Book Release: Tucker Digs In
Randy Fishell, the former and interim editor of Guide magazine, illustrated and wrote Tucker Digs In. In the fictional story, middle-schooler Tucker Barnes can’t wait to use his metal detector and find buried treasure. Tucker and his friends try to avoid bullies and learn how to treasure hunt while digging into the importance of prayer.
In our interview with Fishell, he shared where he found his inspiration for the book.
Visitor: What inspired you to write the book Tucker Digs In?
The topic itself, prayer, hailed from my own struggle with understanding this gift. I've come to believe that prayer invites God into a much bigger spiritual life picture than we may realize.
Earlier in my spiritual journey, I frequently became frustrated with what I viewed as God's lack of response. Now I think He's often working behind the scenes, answering our prayers in ways that perhaps, more often than not, will be revealed only in retrospect.
In other words, let's not limit God's involvement in our lives through prayer to the present moment. He can do that, and sometimes does, but I want kids to consider just how big our God really is and that He always has our big, best life picture in mind.
Visitor: Why did you incorporate your illustrations into the book?
Today's middle-schoolers are more visually-engaged than ever before. That's why I chose the combination of fun illustrations (there are over 160 of them in Tucker Digs In) to support the humorous, but spiritually-substantive storyline.
Visitor: Which character do you relate to the most and why?
I definitely relate to Tucker himself. Indeed, the premise of Tucker Digs in Involves metal-detecting, a hobby of mine. Many predicaments and relational challenges Tucker find himself in are echoes of my awkward middle-school years and spiritual uncertainties. The next book, Tucker Takes a Dive, deals with fear. It's set at the local swimming pool, where Tucker is afraid of the deep end. Yeah, that was me too.
Visitor: Tucker is adamant about his goal. How does his experience parallel the Christian walk?

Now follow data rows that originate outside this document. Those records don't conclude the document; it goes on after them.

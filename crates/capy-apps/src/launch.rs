//! Starting applications from their desktop entry command line.

use crate::error::LauncherError;
use log::{info, warn};
use std::process::{Command, Stdio};

/// Drop desktop entry field codes (`%f`, `%U`, ...) and unescape `%%`.
/// Other whitespace, including runs inside quoted arguments, is kept.
pub fn strip_field_codes(exec: &str) -> String {
    let mut out = String::with_capacity(exec.len());
    let mut chars = exec.chars().peekable();

    while let Some(ch) = chars.next() {
        if ch != '%' {
            out.push(ch);
            continue;
        }
        match chars.next() {
            Some('%') => out.push('%'),
            // Field codes expand to nothing when launched without files or URLs.
            // A code that is a whole argument takes its separator with it.
            Some(_) => {
                let standalone = out.is_empty() || out.ends_with(char::is_whitespace);
                if standalone && chars.peek().is_some_and(|c| c.is_whitespace()) {
                    chars.next();
                }
            }
            None => {}
        }
    }

    out.trim().to_string()
}

/// Spawn a command line detached from the launcher.
pub fn launch(exec: &str) -> Result<(), LauncherError> {
    let command_line = strip_field_codes(exec);
    if command_line.is_empty() {
        return Err(LauncherError::Launch(format!("empty command line '{}'", exec)));
    }

    let mut child = Command::new("sh")
        .arg("-c")
        .arg(&command_line)
        .stdin(Stdio::null())
        .stdout(Stdio::null())
        .stderr(Stdio::null())
        .spawn()
        .map_err(|e| LauncherError::Launch(format!("{}: {}", command_line, e)))?;

    info!("Launched '{}' (pid {})", command_line, child.id());

    // Reap the child so it doesn't linger as a zombie
    std::thread::spawn(move || {
        if let Err(e) = child.wait() {
            warn!("Failed to wait for launched process: {}", e);
        }
    });

    Ok(())
}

Perseverance is a big deal in the Christian life. One of my biggest battles has been with spiritual doubt. But just as with my personal battle against anxiety disorders, God sustained me enough to keep moving forward. Tucker stumbles and falls just like everybody else, but I want kids to understand the joy that comes with seeing a goal through to completion. What goal could be more important than growing strong in the Christian walk? Prayer is certainly a key ingredient in the recipe for spiritual contentment.
I once read that "God hears your prayers, but He listens to your life." That was a game-changer for me. It took the focus from "getting stuff from God" to inviting Him to orchestrate my days according to His purposes.

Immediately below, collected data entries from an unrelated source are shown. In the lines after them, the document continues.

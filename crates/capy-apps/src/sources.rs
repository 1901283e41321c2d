//! Discovery channels that feed the catalog.

use crate::desktop_entry::{current_desktops, parse_desktop_file};
use crate::paths::{
    flatpak_application_directories, native_application_directories,
    snap_application_directories,
};
use log::{debug, warn};
use std::collections::HashSet;
use std::fmt;
use std::path::{Path, PathBuf};

/// Suffix of the metadata files scanned by every directory source.
pub const DESKTOP_SUFFIX: &str = ".desktop";

/// Where a record was discovered.
#[derive(Clone, Copy, Debug, PartialEq, Eq, Hash)]
pub enum SourceKind {
    Native,
    Snap,
    Flatpak,
}

impl fmt::Display for SourceKind {
    fn fmt(&self, f: &mut fmt::Formatter<'_>) -> fmt::Result {
        let name = match self {
            SourceKind::Native => "native",
            SourceKind::Snap => "snap",
            SourceKind::Flatpak => "flatpak",
        };
        f.write_str(name)
    }
}

/// A launchable program as reported by a source, already filtered by visibility.
#[derive(Clone, Debug, PartialEq)]
pub struct DiscoveredApp {
    pub name: String,
    pub command: String,
    pub icon: Option<String>,
    pub source: SourceKind,
}

/// A discovery channel. Sources never fail: unreadable input yields fewer apps.
pub trait AppSource: Send + Sync {
    fn kind(&self) -> SourceKind;

    fn discover(&self) -> Vec<DiscoveredApp>;
}

/// Scans a fixed list of directories for desktop entries.
pub struct DesktopDirSource {
    kind: SourceKind,
    dirs: Vec<PathBuf>,
    max_depth: usize,
    desktops: Vec<String>,
}

impl DesktopDirSource {
    pub fn new(kind: SourceKind, dirs: Vec<PathBuf>, max_depth: usize) -> Self {
        Self {
            kind,
            dirs,
            max_depth,
            desktops: current_desktops(),
        }
    }

    /// XDG application directories, including vendor subdirectories.
    pub fn native() -> Self {
        Self::new(SourceKind::Native, native_application_directories(), 3)
    }

    pub fn snap() -> Self {
        Self::new(SourceKind::Snap, snap_application_directories(), 1)
    }

    pub fn flatpak() -> Self {
        Self::new(SourceKind::Flatpak, flatpak_application_directories(), 1)
    }

    /// Override the desktop names used for OnlyShowIn/NotShowIn.
    pub fn with_desktops(mut self, desktops: Vec<String>) -> Self {
        self.desktops = desktops;
        self
    }

    fn scan_dir(&self, dir: &Path, seen_ids: &mut HashSet<String>, out: &mut Vec<DiscoveredApp>) {
        if !dir.exists() {
            return;
        }

        let walker = walkdir::WalkDir::new(dir)
            .follow_links(true)
            .max_depth(self.max_depth)
            .sort_by_file_name();

        for entry in walker {
            let entry = match entry {
                Ok(entry) => entry,
                Err(e) => {
                    warn!("Failed to read {} directory {}: {}", self.kind, dir.display(), e);
                    continue;
                }
            };

            let path = entry.path();
            let is_desktop_file = path
                .file_name()
                .and_then(|n| n.to_str())
                .map(|n| n.ends_with(DESKTOP_SUFFIX))
                .unwrap_or(false);
            if !is_desktop_file || entry.file_type().is_dir() {
                continue;
            }

            // Desktop file ID: path relative to the base dir with '/' -> '-'
            let desktop_id = path
                .strip_prefix(dir)
                .map(|rel| rel.to_string_lossy().replace('/', "-"))
                .unwrap_or_else(|_| path.to_string_lossy().to_string());
            if !seen_ids.insert(desktop_id) {
                continue;
            }

            let Some(app) = parse_desktop_file(path) else {
                debug!("Skipping unparsable desktop entry {}", path.display());
                continue;
            };

            if !app.should_show(&self.desktops) {
                debug!(
                    "Hiding {} ({}) on this desktop",
                    app.id,
                    app.desktop_file_path.display()
                );
                continue;
            }

            out.push(DiscoveredApp {
                name: app.name,
                command: app.exec,
                icon: app.icon_name,
                source: self.kind,
            });
        }
    }
}

impl AppSource for DesktopDirSource {
    fn kind(&self) -> SourceKind {
        self.kind
    }

    fn discover(&self) -> Vec<DiscoveredApp> {
        let mut apps = Vec::new();
        let mut seen_ids = HashSet::new();

        for dir in &self.dirs {
            self.scan_dir(dir, &mut seen_ids, &mut apps);
        }

        debug!("{} source discovered {} apps", self.kind, apps.len());
        apps
    }
}

/// The standard source set. Native runs first so it wins name collisions.
pub fn default_sources() -> Vec<Box<dyn AppSource>> {
    vec![
        Box::new(DesktopDirSource::native()),
        Box::new(DesktopDirSource::snap()),
        Box::new(DesktopDirSource::flatpak()),
    ]
}

#[cfg(test)]
mod tests {
    use super::*;
    use std::fs;

    fn write_entry(dir: &Path, file: &str, body: &str) {
        fs::create_dir_all(dir).unwrap();
        fs::write(dir.join(file), body).unwrap();
    }

    fn entry(name: &str, exec: &str) -> String {
        format!("[Desktop Entry]\nType=Application\nName={}\nExec={}\nIcon={}\n", name, exec, exec)
    }

    #[test]
    fn test_scans_only_visible_desktop_files() {
        let tmp = tempfile::tempdir().unwrap();
        let dir = tmp.path().join("applications");
        write_entry(&dir, "gimp.desktop", &entry("GIMP", "gimp"));
        write_entry(&dir, "notes.txt", &entry("Notes", "notes"));
        write_entry(
            &dir,
            "helper.desktop",
            "[Desktop Entry]\nType=Application\nName=Helper\nExec=helper\nNoDisplay=true\n",
        );
        write_entry(&dir, "broken.desktop", "garbage");

        let source = DesktopDirSource::new(SourceKind::Flatpak, vec![dir], 1).with_desktops(vec![]);
        let apps = source.discover();

        assert_eq!(apps.len(), 1);
        assert_eq!(apps[0].name, "GIMP");
        assert_eq!(apps[0].command, "gimp");
        assert_eq!(apps[0].source, SourceKind::Flatpak);
    }

    #[test]
    fn test_missing_directories_are_skipped() {
        let tmp = tempfile::tempdir().unwrap();
        let present = tmp.path().join("present");
        write_entry(&present, "a.desktop", &entry("Alpha", "alpha"));

        let source = DesktopDirSource::new(
            SourceKind::Snap,
            vec![tmp.path().join("missing"), present],
            1,
        )
        .with_desktops(vec![]);

        let names: Vec<_> = source.discover().into_iter().map(|a| a.name).collect();
        assert_eq!(names, vec!["Alpha"]);
    }

    #[test]
    fn test_first_directory_wins_per_desktop_id() {
        let tmp = tempfile::tempdir().unwrap();
        let user = tmp.path().join("user");
        let system = tmp.path().join("system");
        write_entry(&user, "editor.desktop", &entry("My Editor", "editor --custom"));
        write_entry(&system, "editor.desktop", &entry("Editor", "editor"));
        write_entry(&system.join("vendor"), "tool.desktop", &entry("Tool", "tool"));

        let source = DesktopDirSource::new(SourceKind::Native, vec![user, system], 3)
            .with_desktops(vec![]);
        let mut names: Vec<_> = source.discover().into_iter().map(|a| a.name).collect();
        names.sort();

        assert_eq!(names, vec!["My Editor", "Tool"]);
    }
}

I still sometimes ask God for a specific answer, but now I understand that God wants a relationship with those who pray to Him. In my view, I want kids (and adults, for that matter) to consider that someone else's prayer "formula" may not necessarily be a good fit for everybody else. I've found that I am more alert when praying while walking. I know someone else who prays fervently in the shower. A sincere, humble, and expectant attitude is key to growing a friendship with God embracing His creative answers to our prayers. In Tucker Digs In, I've crafted a message for kids that I hope reflects that idea.
Visitor: For those who read the book, young and old, what is the ultimate message you hope everyone takes away from it?
Don't limit God's answers to your limited understanding of how He "should" be working in your life. Do expect that He always has your best interest at heart.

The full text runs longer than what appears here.